//! HTTP server setup.
//!
//! # Responsibilities
//! - Build the shared gateway state from configuration
//! - Create the public Axum router (every path goes through the gateway)
//! - Wire up middleware (request ID, tracing)
//! - Spawn the health monitor, analytics worker and store janitor
//! - Serve until shutdown, then drain background work

use std::net::SocketAddr;
use std::sync::Arc;
use std::time::Duration;

use axum::body::Body;
use axum::extract::State;
use axum::http::{Request, Response};
use axum::Router;
use tokio::net::TcpListener;
use tokio::task::JoinHandle;
use tower::ServiceBuilder;
use tower_http::request_id::{MakeRequestUuid, PropagateRequestIdLayer, SetRequestIdLayer};
use tower_http::trace::TraceLayer;

use crate::actor::{CounterRegistry, SessionRegistry};
use crate::admin::{self, AdminState};
use crate::assets::StaticAssets;
use crate::cache::CacheManager;
use crate::config::GatewayConfig;
use crate::health::{HealthBoard, HealthMonitor};
use crate::http::gateway::Gateway;
use crate::lifecycle::{BackgroundTasks, Shutdown};
use crate::observability::{AnalyticsEmitter, AnalyticsWorker, SinkError};
use crate::store::MemoryKvStore;

const JANITOR_INTERVAL: Duration = Duration::from_secs(30);

#[derive(Debug, thiserror::Error)]
pub enum ServerError {
    #[error("failed to build analytics sink: {0}")]
    Analytics(#[from] SinkError),

    #[error("io error: {0}")]
    Io(#[from] std::io::Error),
}

/// The edge gateway server: public listener plus optional admin listener.
pub struct GatewayServer {
    config: Arc<GatewayConfig>,
    gateway: Arc<Gateway>,
    counters: MemoryKvStore,
    health: HealthBoard,
    admin: AdminState,
    background: BackgroundTasks,
    analytics_worker: Option<AnalyticsWorker>,
}

impl GatewayServer {
    pub fn new(config: GatewayConfig) -> Result<Self, ServerError> {
        Self::build(config, None)
    }

    /// Serve static assets from `assets` instead of the configured root.
    pub fn with_static_assets(config: GatewayConfig, assets: StaticAssets) -> Result<Self, ServerError> {
        Self::build(config, Some(assets))
    }

    fn build(config: GatewayConfig, assets: Option<StaticAssets>) -> Result<Self, ServerError> {
        let config = Arc::new(config);
        let counters = MemoryKvStore::new(config.cache.max_entries.max(1024) * 4);
        let cache = Arc::new(CacheManager::new(&config.cache));
        let background = BackgroundTasks::new();
        let (analytics, analytics_worker) = AnalyticsEmitter::from_config(&config.analytics)?;

        let mut gateway = Gateway::new(
            config.clone(),
            Arc::new(counters.clone()),
            cache.clone(),
            analytics,
            background.clone(),
        );
        if let Some(assets) = assets {
            gateway = gateway.with_assets(assets);
        }

        let health = HealthBoard::new();
        let admin = AdminState {
            api_key: Arc::from(config.admin.api_key.as_str()),
            cache,
            health: health.clone(),
            counters: Arc::new(CounterRegistry::new()),
            sessions: Arc::new(SessionRegistry::new()),
            started_at: std::time::Instant::now(),
        };

        Ok(Self {
            config,
            gateway: Arc::new(gateway),
            counters,
            health,
            admin,
            background,
            analytics_worker,
        })
    }

    pub fn config(&self) -> &GatewayConfig {
        &self.config
    }

    pub fn gateway(&self) -> &Arc<Gateway> {
        &self.gateway
    }

    pub fn background(&self) -> &BackgroundTasks {
        &self.background
    }

    /// Public router. Every method and path is handled by the gateway.
    pub fn router(&self) -> Router {
        Router::new()
            .fallback(gateway_handler)
            .with_state(self.gateway.clone())
            .layer(
                ServiceBuilder::new()
                    .layer(SetRequestIdLayer::x_request_id(MakeRequestUuid))
                    .layer(PropagateRequestIdLayer::x_request_id())
                    .layer(TraceLayer::new_for_http()),
            )
    }

    pub fn admin_router(&self) -> Router {
        admin::router(self.admin.clone())
    }

    /// Serve until `shutdown` fires, then drain deferred work.
    pub async fn run(
        mut self,
        listener: TcpListener,
        admin_listener: Option<TcpListener>,
        shutdown: Shutdown,
    ) -> Result<(), ServerError> {
        let addr = listener.local_addr()?;
        tracing::info!(
            address = %addr,
            primary = %self.config.origins.primary_url,
            failover = %self.config.origins.failover_url,
            "Edge gateway starting"
        );

        let mut loops: Vec<JoinHandle<()>> = Vec::new();

        let monitor = HealthMonitor::new(
            &self.config.origins,
            self.config.health_check.clone(),
            self.health.clone(),
        );
        loops.push(tokio::spawn(monitor.run(shutdown.subscribe())));

        if let Some(worker) = self.analytics_worker.take() {
            loops.push(tokio::spawn(worker.run(shutdown.subscribe())));
        }

        loops.push(tokio::spawn(
            self.counters
                .clone()
                .run_janitor(JANITOR_INTERVAL, shutdown.subscribe()),
        ));

        if let Some(admin_listener) = admin_listener {
            let admin_addr = admin_listener.local_addr()?;
            let app = self.admin_router();
            let mut stop = shutdown.subscribe();
            tracing::info!(address = %admin_addr, "Admin API listening");
            loops.push(tokio::spawn(async move {
                let served = axum::serve(admin_listener, app)
                    .with_graceful_shutdown(async move {
                        let _ = stop.recv().await;
                    })
                    .await;
                if let Err(e) = served {
                    tracing::error!(error = %e, "Admin server failed");
                }
            }));
        }

        let app = self
            .router()
            .into_make_service_with_connect_info::<SocketAddr>();
        let mut stop = shutdown.subscribe();
        axum::serve(listener, app)
            .with_graceful_shutdown(async move {
                let _ = stop.recv().await;
            })
            .await?;

        tracing::info!("Listener closed, draining background work");
        let drain = Duration::from_secs(self.config.shutdown.drain_timeout_secs);
        if !self.background.drain(drain).await {
            tracing::warn!(
                pending = self.background.pending(),
                "Background work abandoned at shutdown deadline"
            );
        }
        for handle in loops {
            if tokio::time::timeout(drain, handle).await.is_err() {
                tracing::warn!("Background loop did not stop before the deadline");
            }
        }

        tracing::info!("Edge gateway stopped");
        Ok(())
    }
}

async fn gateway_handler(
    State(gateway): State<Arc<Gateway>>,
    request: Request<Body>,
) -> Response<Body> {
    gateway.handle(request).await
}
//! Shared utilities for integration testing.

#![allow(dead_code)]

use std::net::SocketAddr;
use std::sync::atomic::{AtomicUsize, Ordering};
use std::sync::Arc;
use std::time::Duration;

use axum::body::Body;
use axum::http::{header, Request, Response, StatusCode};
use axum::Router;
use tokio::net::TcpListener;

use edge_gateway::assets::StaticAssets;
use edge_gateway::config::GatewayConfig;
use edge_gateway::{GatewayServer, Shutdown};

/// A mock origin returning a fixed response and counting requests.
pub struct MockOrigin {
    pub addr: SocketAddr,
    hits: Arc<AtomicUsize>,
}

impl MockOrigin {
    pub fn hits(&self) -> usize {
        self.hits.load(Ordering::SeqCst)
    }

    pub fn url(&self) -> String {
        format!("http://{}", self.addr)
    }
}

/// Start a mock origin answering every request with `status`, `content_type` and `body`.
pub async fn start_origin(status: u16, content_type: &'static str, body: &'static str) -> MockOrigin {
    start_programmable_origin(move |_| {
        let mut response = Response::new(Body::from(body));
        *response.status_mut() = StatusCode::from_u16(status).unwrap();
        response
            .headers_mut()
            .insert(header::CONTENT_TYPE, content_type.parse().unwrap());
        response
    })
    .await
}

/// Start a mock origin whose responses are computed per request.
pub async fn start_programmable_origin<F>(f: F) -> MockOrigin
where
    F: Fn(&Request<Body>) -> Response<Body> + Clone + Send + Sync + 'static,
{
    let hits = Arc::new(AtomicUsize::new(0));
    let counter = hits.clone();
    let app = Router::new().fallback(move |request: Request<Body>| {
        let f = f.clone();
        let counter = counter.clone();
        async move {
            counter.fetch_add(1, Ordering::SeqCst);
            f(&request)
        }
    });

    let listener = TcpListener::bind("127.0.0.1:0").await.unwrap();
    let addr = listener.local_addr().unwrap();
    tokio::spawn(async move {
        axum::serve(listener, app).await.unwrap();
    });
    MockOrigin { addr, hits }
}

/// Start a mock origin that waits `delay` before answering.
pub async fn start_slow_origin(delay: Duration) -> MockOrigin {
    let hits = Arc::new(AtomicUsize::new(0));
    let counter = hits.clone();
    let app = Router::new().fallback(move || {
        let counter = counter.clone();
        async move {
            counter.fetch_add(1, Ordering::SeqCst);
            tokio::time::sleep(delay).await;
            "too late"
        }
    });

    let listener = TcpListener::bind("127.0.0.1:0").await.unwrap();
    let addr = listener.local_addr().unwrap();
    tokio::spawn(async move {
        axum::serve(listener, app).await.unwrap();
    });
    MockOrigin { addr, hits }
}

/// An address nothing listens on.
pub async fn dead_addr() -> SocketAddr {
    let listener = TcpListener::bind("127.0.0.1:0").await.unwrap();
    listener.local_addr().unwrap()
}

/// Baseline config for tests: no health checks, no analytics, no metrics exporter, no rate limits.
pub fn gateway_config(primary: &str, failover: &str) -> GatewayConfig {
    let mut config = GatewayConfig::default();
    config.listener.bind_address = "127.0.0.1:0".to_string();
    config.origins.primary_url = primary.to_string();
    config.origins.failover_url = failover.to_string();
    config.origins.timeout_ms = 2_000;
    config.origins.connect_timeout_ms = 500;
    config.health_check.enabled = false;
    config.analytics.enabled = false;
    config.observability.metrics_enabled = false;
    config.rate_limit.enabled = false;
    config.cors.allowed_origins = vec!["https://app.example.com".to_string()];
    config.cors.parent_domain = Some("example.com".to_string());
    config
}

/// A gateway running on an ephemeral port.
pub struct TestGateway {
    pub addr: SocketAddr,
    pub shutdown: Shutdown,
}

impl TestGateway {
    pub fn url(&self, path: &str) -> String {
        format!("http://{}{}", self.addr, path)
    }
}

impl Drop for TestGateway {
    fn drop(&mut self) {
        self.shutdown.trigger();
    }
}

pub async fn start_gateway(config: GatewayConfig) -> TestGateway {
    serve(GatewayServer::new(config).unwrap()).await
}

pub async fn start_gateway_with_assets(config: GatewayConfig, assets: StaticAssets) -> TestGateway {
    serve(GatewayServer::with_static_assets(config, assets).unwrap()).await
}

async fn serve(server: GatewayServer) -> TestGateway {
    let listener = TcpListener::bind("127.0.0.1:0").await.unwrap();
    let addr = listener.local_addr().unwrap();
    let shutdown = Shutdown::new();
    let server_shutdown = shutdown.clone();
    tokio::spawn(async move {
        let _ = server.run(listener, None, server_shutdown).await;
    });
    TestGateway { addr, shutdown }
}

/// Client without connection pooling or system proxy.
pub fn client() -> reqwest::Client {
    reqwest::Client::builder()
        .pool_max_idle_per_host(0)
        .no_proxy()
        .timeout(Duration::from_secs(10))
        .build()
        .unwrap()
}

+-------+

To do |
Check each line above for the string "delay" and copy those that have it.

Answer area |
/// Start a mock origin that waits `delay` before answering.
pub async fn start_slow_origin(delay: Duration) -> MockOrigin {
            tokio::time::sleep(delay).await;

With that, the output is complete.